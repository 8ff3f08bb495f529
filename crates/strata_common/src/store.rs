//! Name-and-key indexed entity storage.
//!
//! A [`NamedStore`] owns all objects of one entity type and offers two
//! independent indices: an opaque monotonically-assigned key and a unique
//! string name. Iteration is in ascending key order, which makes every walk
//! over a store deterministic. Interested parties can subscribe to mutation
//! events through [`StoreListener`].

use crate::error::{StrataError, StrataResult};
use crate::keys::StoreKey;
use std::collections::{BTreeMap, HashMap};

/// Trait for objects that carry their own unique name.
pub trait Named {
    /// The object's name, unique within its store.
    fn name(&self) -> &str;
}

/// Mutation event delivered to store listeners.
#[derive(Debug, Clone, Copy, PartialEq, Eq)]
pub enum StoreEvent<K> {
    /// An object was added under the given key.
    Added(K),
    /// The object with the given key was removed.
    Removed(K),
    /// The whole store was cleared.
    Cleared,
    /// A change that does not fit the other kinds.
    Unspecified,
}

/// Synchronous observer of a [`NamedStore`].
///
/// Notification happens from the mutating call, on the mutating thread.
pub trait StoreListener<K> {
    /// Called after every add, remove or clear.
    fn notify(&mut self, event: StoreEvent<K>);
}

/// Token returned by [`NamedStore::add_listener`], used to unsubscribe.
#[derive(Debug, Clone, Copy, PartialEq, Eq, Hash)]
pub struct ListenerToken(u32);

/// Container owning objects of one entity type, indexed by key and by name.
///
/// Keys are assigned in add order from a counter that is never rewound, so a
/// key is invalidated only by removing its object and can never alias a
/// later object - `clear()` included.
pub struct NamedStore<K: StoreKey, T: Named> {
    kind: &'static str,
    items: BTreeMap<u32, T>,
    name_index: HashMap<String, u32>,
    next_key: u32,
    listeners: Vec<(ListenerToken, Box<dyn StoreListener<K>>)>,
    next_token: u32,
}

impl<K: StoreKey, T: Named> NamedStore<K, T> {
    /// Creates an empty store. `kind` names the entity type in error
    /// messages ("cell", "net", ...).
    pub fn new(kind: &'static str) -> Self {
        Self {
            kind,
            items: BTreeMap::new(),
            name_index: HashMap::new(),
            next_key: 0,
            listeners: Vec::new(),
            next_token: 0,
        }
    }

    /// Number of live objects.
    pub fn len(&self) -> usize {
        self.items.len()
    }

    /// Returns `true` when the store holds no objects.
    pub fn is_empty(&self) -> bool {
        self.items.is_empty()
    }

    /// Adds an object, assigning it the next key.
    ///
    /// Fails with [`StrataError::DuplicateName`] when an object of the same
    /// name is already present.
    pub fn add(&mut self, obj: T) -> StrataResult<K> {
        if self.name_index.contains_key(obj.name()) {
            return Err(StrataError::DuplicateName {
                kind: self.kind,
                name: obj.name().to_owned(),
            });
        }
        let raw = self.next_key;
        self.next_key += 1;
        self.name_index.insert(obj.name().to_owned(), raw);
        self.items.insert(raw, obj);
        let key = K::from_raw(raw);
        self.notify_all(StoreEvent::Added(key));
        Ok(key)
    }

    /// Removes the object with the given key. Returns `true` on success.
    pub fn remove(&mut self, key: K) -> bool {
        let raw = key.as_raw();
        match self.items.remove(&raw) {
            Some(obj) => {
                self.name_index.remove(obj.name());
                self.notify_all(StoreEvent::Removed(key));
                true
            }
            None => false,
        }
    }

    /// Removes the object with the given name. Returns `true` on success.
    pub fn remove_by_name(&mut self, name: &str) -> bool {
        match self.name_index.remove(name) {
            Some(raw) => {
                self.items.remove(&raw);
                self.notify_all(StoreEvent::Removed(K::from_raw(raw)));
                true
            }
            None => false,
        }
    }

    /// Removes all objects. The key counter keeps running so old keys stay
    /// invalid forever.
    pub fn clear(&mut self) {
        self.items.clear();
        self.name_index.clear();
        self.notify_all(StoreEvent::Cleared);
    }

    /// Looks up an object by key.
    pub fn get(&self, key: K) -> Option<&T> {
        self.items.get(&key.as_raw())
    }

    /// Looks up an object by key, mutably.
    pub fn get_mut(&mut self, key: K) -> Option<&mut T> {
        self.items.get_mut(&key.as_raw())
    }

    /// Looks up an object by key, failing with [`StrataError::NotFound`].
    pub fn at(&self, key: K) -> StrataResult<&T> {
        self.get(key).ok_or_else(|| StrataError::NotFound {
            kind: self.kind,
            name: format!("key {}", key.as_raw()),
        })
    }

    /// Looks up an object by key, mutably, failing with
    /// [`StrataError::NotFound`].
    pub fn at_mut(&mut self, key: K) -> StrataResult<&mut T> {
        let kind = self.kind;
        self.get_mut(key).ok_or_else(|| StrataError::NotFound {
            kind,
            name: format!("key {}", key.as_raw()),
        })
    }

    /// Looks up an object by name.
    pub fn find_by_name(&self, name: &str) -> Option<(K, &T)> {
        let raw = *self.name_index.get(name)?;
        self.items.get(&raw).map(|obj| (K::from_raw(raw), obj))
    }

    /// Looks up an object by name, mutably.
    pub fn find_by_name_mut(&mut self, name: &str) -> Option<(K, &mut T)> {
        let raw = *self.name_index.get(name)?;
        self.items.get_mut(&raw).map(|obj| (K::from_raw(raw), obj))
    }

    /// Looks up an object by name, failing with [`StrataError::NotFound`].
    pub fn at_name(&self, name: &str) -> StrataResult<(K, &T)> {
        self.find_by_name(name).ok_or_else(|| StrataError::NotFound {
            kind: self.kind,
            name: name.to_owned(),
        })
    }

    /// Returns the key of the named object, if present.
    pub fn key_of(&self, name: &str) -> Option<K> {
        self.name_index.get(name).map(|&raw| K::from_raw(raw))
    }

    /// Returns `true` when an object of the given name exists.
    pub fn contains_name(&self, name: &str) -> bool {
        self.name_index.contains_key(name)
    }

    /// Iterates `(key, &object)` in ascending key order.
    pub fn iter(&self) -> impl Iterator<Item = (K, &T)> {
        self.items.iter().map(|(&raw, obj)| (K::from_raw(raw), obj))
    }

    /// Iterates `(key, &mut object)` in ascending key order.
    pub fn iter_mut(&mut self) -> impl Iterator<Item = (K, &mut T)> {
        self.items
            .iter_mut()
            .map(|(&raw, obj)| (K::from_raw(raw), obj))
    }

    /// Iterates object references in ascending key order.
    pub fn values(&self) -> impl Iterator<Item = &T> {
        self.items.values()
    }

    /// Registers a listener; returns the token to unsubscribe with.
    pub fn add_listener(&mut self, listener: Box<dyn StoreListener<K>>) -> ListenerToken {
        let token = ListenerToken(self.next_token);
        self.next_token += 1;
        self.listeners.push((token, listener));
        token
    }

    /// Unregisters a listener. Returns `true` when the token was known.
    pub fn remove_listener(&mut self, token: ListenerToken) -> bool {
        let before = self.listeners.len();
        self.listeners.retain(|(t, _)| *t != token);
        self.listeners.len() != before
    }

    fn notify_all(&mut self, event: StoreEvent<K>) {
        for (_, listener) in &mut self.listeners {
            listener.notify(event);
        }
    }
}

impl<K: StoreKey, T: Named + std::fmt::Debug> std::fmt::Debug for NamedStore<K, T> {
    fn fmt(&self, f: &mut std::fmt::Formatter<'_>) -> std::fmt::Result {
        f.debug_struct("NamedStore")
            .field("kind", &self.kind)
            .field("items", &self.items)
            .finish_non_exhaustive()
    }
}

- [What is being asked]: Copy out each line in the listing that has the word "order".

- [Answer to the problem]:
//! string name. Iteration is in ascending key order, which makes every walk
/// Keys are assigned in add order from a counter that is never rewound, so a
    /// Iterates `(key, &object)` in ascending key order.
    /// Iterates `(key, &mut object)` in ascending key order.
    /// Iterates object references in ascending key order.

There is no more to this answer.